Sebastián Hernaiz | De pronto creo tener el tono de un poema...



Sebastián Hernaiz 


Casas

Zapatillas cuelgan
de los cables,
cruzan calles, me señalan
no sé qué.
En Pomar y Saenz, un cable viejo
sostiene dos zapatillitas de nene. Fumo
y las miro. También acá
hay cables que sostienen
zapatillas colgadas. Me fui
hace diez años, o más, y el azar
de una fiesta una noche me trae
de nuevo a la Pompeya esquina con Boedo.
Las calles empedradas no eran buenas, nostalgia
que deambula en los poemas. Ahora
veo pavimentaron la vieja cuadra en que viví. Camino
de la esquina de la panadería que a esta hora luce opaca
hasta la puerta de casa. Era chico y las cosas
ahora parecen chicas ellas. Un pequeño,
un personal lugar común. A la puerta del garage,
la madera clara, avejentada,
le pusieron un cartel de plástico
“Garage. Prohibido estacionar”. Cruzo,
el balcón tiene rejas que lo envuelven, podaron el árbol
que se colaba en verano a mi cuarto. Nunca me escapé
de mi casa. Era chico y el árbol tenía ramas gruesas,
me golpeaba la ventana. No sé. ¿A dónde
hubiera ido? Las ramas se escalonaban,
a dónde. Las rejas, el cartel
rojo y blanco en el garage, y dos motores
de aire acondicionado
rompieron las paredes. Ya no es mi casa,
cerró la tintorería de al lado, hay un locutorio
donde antes era la carnicería, y el mecánico de enfrente
se mudó a la vuelta, a un lugar más grande. Las zapatillas
cuelgan de los cables que cruzan calles. Chiquitas
de tela roja y goma blanca, tiemblan
con el viento que se lleva
el humo que aspiro. No hay casi tránsito
a esta hora. En la esquina me esperan mis amigos
y cerca hay una fiesta.
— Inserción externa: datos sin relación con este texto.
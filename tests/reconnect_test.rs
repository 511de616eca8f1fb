//! Reconnection behavior: the host must reopen the connection after an
//! unexpected close, re-initialize, and replay in-flight render state.

mod common;

use std::sync::Arc;
use std::time::Duration;

use serde_json::json;

use common::{test_config, PipeConnector, ServiceConn};
use opshub::rpc::methods::{IoResponseKind, TransactionStatus};
use opshub::{BuiltinRegistry, Host, Route};

fn routes() -> Vec<Route> {
    vec![Route::action("signup", |io, _ctx| async move {
        let result = io
            .group(vec![
                io.input.text("First").into(),
                io.input.text("Last").into(),
            ])
            .await?;
        Ok(json!(result.values))
    })]
}

#[tokio::test]
async fn test_reconnect_replays_identical_render() {
    common::init_logging();
    let (connector, mut incoming) = PipeConnector::new();
    let host = Host::with_parts(
        test_config(),
        routes(),
        Arc::new(connector),
        Arc::new(BuiltinRegistry::new()),
    );

    let (session, mut service) = tokio::join!(host.listen(), ServiceConn::accept(&mut incoming));
    session.expect("listen failed");

    service.start_transaction("txn-r1", "signup").await;
    let (_txn, first_raw, first_instruction) = service.expect_io_call().await;
    assert_eq!(host.pending_render_count(), 1);

    // The network dies after the render was acked.
    service.sever();

    // The host reconnects on its own; the fresh connection re-initializes
    // and replays the pending render byte-for-byte.
    let mut service2 = ServiceConn::accept(&mut incoming).await;
    let inputs = service2.expect_initialize().await;
    assert_eq!(inputs.actions[0].slug, "signup");

    let (transaction_id, replay_raw, replay_instruction) = service2.expect_io_call().await;
    assert_eq!(transaction_id, "txn-r1");
    assert_eq!(replay_raw, first_raw, "replayed instruction must be identical");
    assert_eq!(replay_instruction.id, first_instruction.id);

    // Pending keys survived the reconnect (subset property: nothing new).
    assert_eq!(host.pending_render_count(), 1);

    // The user reply on the new connection resolves the original handler.
    service2
        .send_io_response(
            "txn-r1",
            &replay_instruction.id,
            IoResponseKind::Return,
            vec![json!("Ada"), json!("Lovelace")],
            None,
        )
        .await;

    let (_txn, result) = service2.expect_complete().await;
    assert_eq!(result.status, TransactionStatus::Success);
    assert_eq!(result.data, Some(json!(["Ada", "Lovelace"])));
}

#[tokio::test]
async fn test_reconnect_survives_repeated_drops() {
    let (connector, mut incoming) = PipeConnector::new();
    let host = Host::with_parts(
        test_config(),
        routes(),
        Arc::new(connector),
        Arc::new(BuiltinRegistry::new()),
    );

    let (session, service) = tokio::join!(host.listen(), ServiceConn::accept(&mut incoming));
    session.expect("listen failed");

    // Two consecutive drops; the host must come back each time.
    service.sever();
    let service2 = ServiceConn::accept(&mut incoming).await;
    service2.sever();
    let mut service3 = ServiceConn::accept(&mut incoming).await;

    let inputs = service3.expect_initialize().await;
    assert_eq!(inputs.sdk_name, "opshub-rs");

    // The connection works end to end after the second recovery.
    service3.start_transaction("txn-r2", "signup").await;
    let (_txn, _raw, instruction) = service3.expect_io_call().await;
    service3
        .send_io_response(
            "txn-r2",
            &instruction.id,
            IoResponseKind::Return,
            vec![json!("a"), json!("b")],
            None,
        )
        .await;
    let (_txn, result) = service3.expect_complete().await;
    assert_eq!(result.status, TransactionStatus::Success);
}

#[tokio::test]
async fn test_no_reconnect_after_deliberate_close() {
    let (connector, mut incoming) = PipeConnector::new();
    let host = Host::with_parts(
        test_config(),
        routes(),
        Arc::new(connector),
        Arc::new(BuiltinRegistry::new()),
    );

    let (session, _service) = tokio::join!(host.listen(), ServiceConn::accept(&mut incoming));
    session.expect("listen failed");

    host.immediately_close();

    // No redial within several retry intervals.
    let redial = tokio::time::timeout(Duration::from_millis(500), incoming.recv()).await;
    assert!(redial.is_err(), "closed host must not reconnect");
}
El cigarrillo
no se acaba y lo tiro
a una zanja aunque no escuche
la brasa que se apaga.



Lectura

Para mañana despertar temprano, por eso de ir a trabajar,
la noche ya nos tiene hace largo rato acostados.
No dormimos, sin embargo, y le leo a mi chica
un poema. Sin importar de quién,
elijo un libro de una fila que se extiende
al borde de la cama. Contra la pared,
libros apoyados en el piso
que se hizo biblioteca al lado del colchón:
no sé cuál leerle, alguno corto,
alguno corto parece lo mejor. ¿Para qué
se le lee un poema a una chica,
en la cama, siendo tarde y que mañana hay que ir a trabajar?
Después de escucharlo, me abraza
y no dice nada. Su piel desnuda
me da calor, así, acurrucada, y sé que cierra los ojos,
quiere dormir. Sigo leyendo
los poemas del libro cualquiera, pero pierden gracia ahora
y los ojos empiezan a pesar, el velador encandila,
las letras adquieren un volumen difuso. De pronto
creo tener el tono de un poema; dejo el libro
tirado boca abajo, apago la luz y me duermo abrazado.



Un pino que en un bosque

El celular silenciado
en la mesa ratona del comedor.
Vos me agarrás de la mano y me hacés carita
con los ojos y me dejo llevar al cuarto.
Queda mi libro abierto sobre el sillón, un mate cebado
con la yerba flotando y la música
encendida de fondo.
Desde el cuarto ya no escucho
nada más del mundo. El teléfono recibe
mensajitos y una llamada lo desliza
vibrando sin ser oído
hasta caer para temblar en el suelo.



Sebastián Hernaiz
(Buenos Aires,1981), El prejuicio del sexo. Ediciones VOX. Bahía Blanca. 2014.